This can result in the blacklisting of your IP address by IEDB, causing
403 errors when trying to use the RESTful API. In that case please open
a ticket with `IEDB support <http://help.iedb.org/>`_ to have your IP
address removed from the IEDB blacklist.

**Support for local installation of the IEDB Analysis Resources**

pVACsplice provides the option of using a local installation of the IEDB MHC
`class I <http://tools.iedb.org/mhci/download/>`_ and `class II <http://tools.iedb.org/mhcii/download/>`_
binding prediction tools.

.. warning::
Using a local IEDB installation is strongly recommended for larger datasets
or when the making predictions for many alleles, epitope lengths, or
prediction algorithms. More information on how to install IEDB locally can
be found on the :ref:`Installation <iedb_install>` page (note: the pvactools
docker image now contains IEDB).

**MHC Class I and Class II predictions**

Both MHC Class I and Class II predictions are supported. Simply choose the desired
prediction algorithms and HLA alleles during processing and Class I and Class II
prediction results will be written to their own respective subdirectories in your
output directory. pVACsplice supports binding affinity algorithms as well as elution
algortihms.

By using the IEDB RESTful web interface, pVACsplice leverages their extensive support of different prediction algorithms.
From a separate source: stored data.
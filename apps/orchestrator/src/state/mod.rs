// [apps/orchestrator/src/state/mod.rs]
/*!
 * APARATO: ESTADO COMPARTIDO DEL ORQUESTADOR
 * CLASIFICACIÓN: APPLICATION SHELL (ESTRATO L3)
 * RESPONSABILIDAD: COMPOSICIÓN DE REPOSITORIOS, CACHÉ DE CANAL Y
 *    DEPENDENCIAS TRANSVERSALES (RELOJ, CODEC DE TOKEN, DEDUP)
 *
 * Única porción de estado mutable compartido del lado servidor fuera
 * de la base de datos misma (§5): el caché `(app_id, channel_name) ->
 * Channel`, el deduplicador de reportes de salud, y los dos
 * limitadores de tasa. Todos son best-effort y nunca son la fuente de
 * verdad — se reinician limpios en cada redeploy.
 */

pub mod channel_cache;
pub mod rate_limiter;

use std::sync::Arc;

use bundlenudge_core_clock_ids::{Clock, DeviceTokenCodec, SystemClock};
use bundlenudge_domain_health::ReportDeduplicator;
use bundlenudge_infra_db::{
    AppRepository, ChannelRepository, DbClient, DeviceRepository, HealthRepository, ReleaseRepository,
    RollbackRepository,
};

use crate::services::telemetry_queue::TelemetryQueue;
use channel_cache::ChannelCache;
use rate_limiter::RateLimiter;

/// Segundos de vida del caché de canal (§4.5 paso 2, default 5s).
pub const DEFAULT_CHANNEL_CACHE_TTL_SECONDS: u64 = 5;

/// Presupuesto para llamadas sin autenticar (`register`, `check`),
/// por IP de origen — más estricto porque no hay identidad verificada
/// detrás de la llamada (§4.5 paso 1, §12).
pub const UNAUTHENTICATED_RATE_LIMIT_MAX_REQUESTS: u32 = 30;
pub const UNAUTHENTICATED_RATE_LIMIT_WINDOW_SECONDS: u64 = 60;

/// Presupuesto para llamadas autenticadas por dispositivo, por token
/// — más holgado porque el dispositivo ya demostró posesión de un
/// token válido.
pub const DEVICE_RATE_LIMIT_MAX_REQUESTS: u32 = 120;
pub const DEVICE_RATE_LIMIT_WINDOW_SECONDS: u64 = 60;

#[derive(Clone)]
pub struct AppState {
    pub apps: Arc<AppRepository>,
    pub channels: Arc<ChannelRepository>,
    pub releases: Arc<ReleaseRepository>,
    pub devices: Arc<DeviceRepository>,
    pub health: Arc<HealthRepository>,
    pub rollbacks: Arc<RollbackRepository>,

    pub channel_cache: Arc<ChannelCache>,
    pub health_dedup: Arc<ReportDeduplicator>,
    pub telemetry: Arc<TelemetryQueue>,

    pub clock: Arc<dyn Clock>,
    pub token_codec: Arc<DeviceTokenCodec>,

    pub unauthenticated_rate_limiter: Arc<RateLimiter>,
    pub device_rate_limiter: Arc<RateLimiter>,
}

impl AppState {
    pub fn new(database_client: DbClient, device_token_secret: impl Into<Vec<u8>>) -> Self {
        Self {
            apps: Arc::new(AppRepository::new(database_client.clone())),
            channels: Arc::new(ChannelRepository::new(database_client.clone())),
            releases: Arc::new(ReleaseRepository::new(database_client.clone())),
            devices: Arc::new(DeviceRepository::new(database_client.clone())),
            health: Arc::new(HealthRepository::new(database_client.clone())),
            rollbacks: Arc::new(RollbackRepository::new(database_client)),
            channel_cache: Arc::new(ChannelCache::new(DEFAULT_CHANNEL_CACHE_TTL_SECONDS)),
            health_dedup: Arc::new(ReportDeduplicator::with_default_window()),
            telemetry: Arc::new(TelemetryQueue::new(4096)),
            clock: Arc::new(SystemClock),
            token_codec: Arc::new(DeviceTokenCodec::new(device_token_secret)),
            unauthenticated_rate_limiter: Arc::new(RateLimiter::new(
                UNAUTHENTICATED_RATE_LIMIT_MAX_REQUESTS,
                UNAUTHENTICATED_RATE_LIMIT_WINDOW_SECONDS,
            )),
            device_rate_limiter: Arc::new(RateLimiter::new(
                DEVICE_RATE_LIMIT_MAX_REQUESTS,
                DEVICE_RATE_LIMIT_WINDOW_SECONDS,
            )),
        }
    }
}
In addition to IEDB-supported prediction algorithms, we've also added support
for `MHCflurry <http://www.biorxiv.org/content/early/2017/08/09/174243>`_ and
`MHCnuggets <http://karchinlab.org/apps/appMHCnuggets.html>`_.
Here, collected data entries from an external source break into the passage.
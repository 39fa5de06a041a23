// [apps/orchestrator/src/bin/migrator.rs]
/*!
 * APARATO: CLI DE MIGRACIÓN DE ESQUEMA
 * CLASIFICACIÓN: OPS INFRASTRUCTURE
 * RESPONSABILIDAD: APLICA EL ESQUEMA IDEMPOTENTE FUERA DE LA IGNICIÓN
 *    NORMAL DEL SERVIDOR (DESPLIEGUES, CI)
 *
 * `DbClient::connect` ya aplica el esquema al conectar; este binario
 * existe para poder migrar sin levantar el servidor HTTP entero, p.ej.
 * como un paso previo de un pipeline de despliegue.
 */

use bundlenudge_infra_db::DbClient;
use dotenvy::dotenv;
use bundlenudge_tracing_init::init_tracing;
use tracing::info;

#[tokio::main]
async fn main() -> anyhow::Result<()> {
    dotenv().ok();
    init_tracing("bundlenudge_migrator");

    let database_connection_url =
        std::env::var("DATABASE_URL").expect("FATAL: DATABASE_URL not set in the runtime environment");
    let database_access_token = std::env::var("TURSO_AUTH_TOKEN").ok();

    info!("🚀 [MIGRATOR]: applying schema...");
    DbClient::connect(&database_connection_url, database_access_token).await?;
    info!("✅ [MIGRATOR]: schema up to date");
    Ok(())
}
================================================= ======= ========================
MHC Class I Binding Affinity Prediction Algorithm Version Supports Percentile Rank
================================================= ======= ========================
NetMHCpan 4.1 yes
NetMHC 4.0 yes
NetMHCcons 1.1 yes
PickPocket 1.1 yes
SMM 1.0 yes
SMMPMBEC 1.0 yes
MHCflurry yes
MHCnuggets no
================================================= ======= ========================

================================================== ======= ========================
MHC Class II Binding Affinity Prediction Algorithm Version Supports Percentile Rank
================================================== ======= ========================
NetMHCIIpan 4.1 yes
SMMalign 1.1 yes
NNalign 2.3 yes
MHCnuggets no
================================================== ======= ========================

======================================== ======= ========================
MHC Class I Elution Prediction Algorithm Version Supports Percentile Rank
======================================== ======= ========================
NetMHCpanEL 4.1 yes
MHCflurryEL | Processing Score: no;
| Presentation Score: yes
BigMHC_EL no
======================================== ======= ========================

========================================= ======= ========================
MHC Class II Elution Prediction Algorithm Version Supports Percentile Rank
========================================= ======= ========================
NetMHCIIpanEL 4.1 yes
========================================= ======= ========================

=============================================== ======= ========================
MHC Class I Immunogenicity Prediction Algorithm Version Supports Percentile Rank
=============================================== ======= ========================
BigMHC_IM no
DeepImmuno no
=============================================== ======= ========================

**Comprehensive filtering**

Automatic filtering on the binding affinity ic50 (nm) value narrows down the results to only include
"good" candidate peptides. The binding filter threshold can be adjusted by the user for each
pVACsplice run. pVACsplice also support the option of filtering on allele-specific binding thresholds
as recommended by `IEDB <https://help.iedb.org/hc/en-us/articles/114094151811-Selecting-thresholds-cut-offs-for-MHC-class-I-and-II-binding-predictions>`_
as well as percentile ranks.
Additional filtering on the binding affitinity can be manually done by the user by running the
:ref:`standalone binding filter <pvacsplice_filter_commands>` on the filtered result file
to narrow down the candidate epitopes even further or on the unfiltered
all_epitopes file to apply different cutoffs.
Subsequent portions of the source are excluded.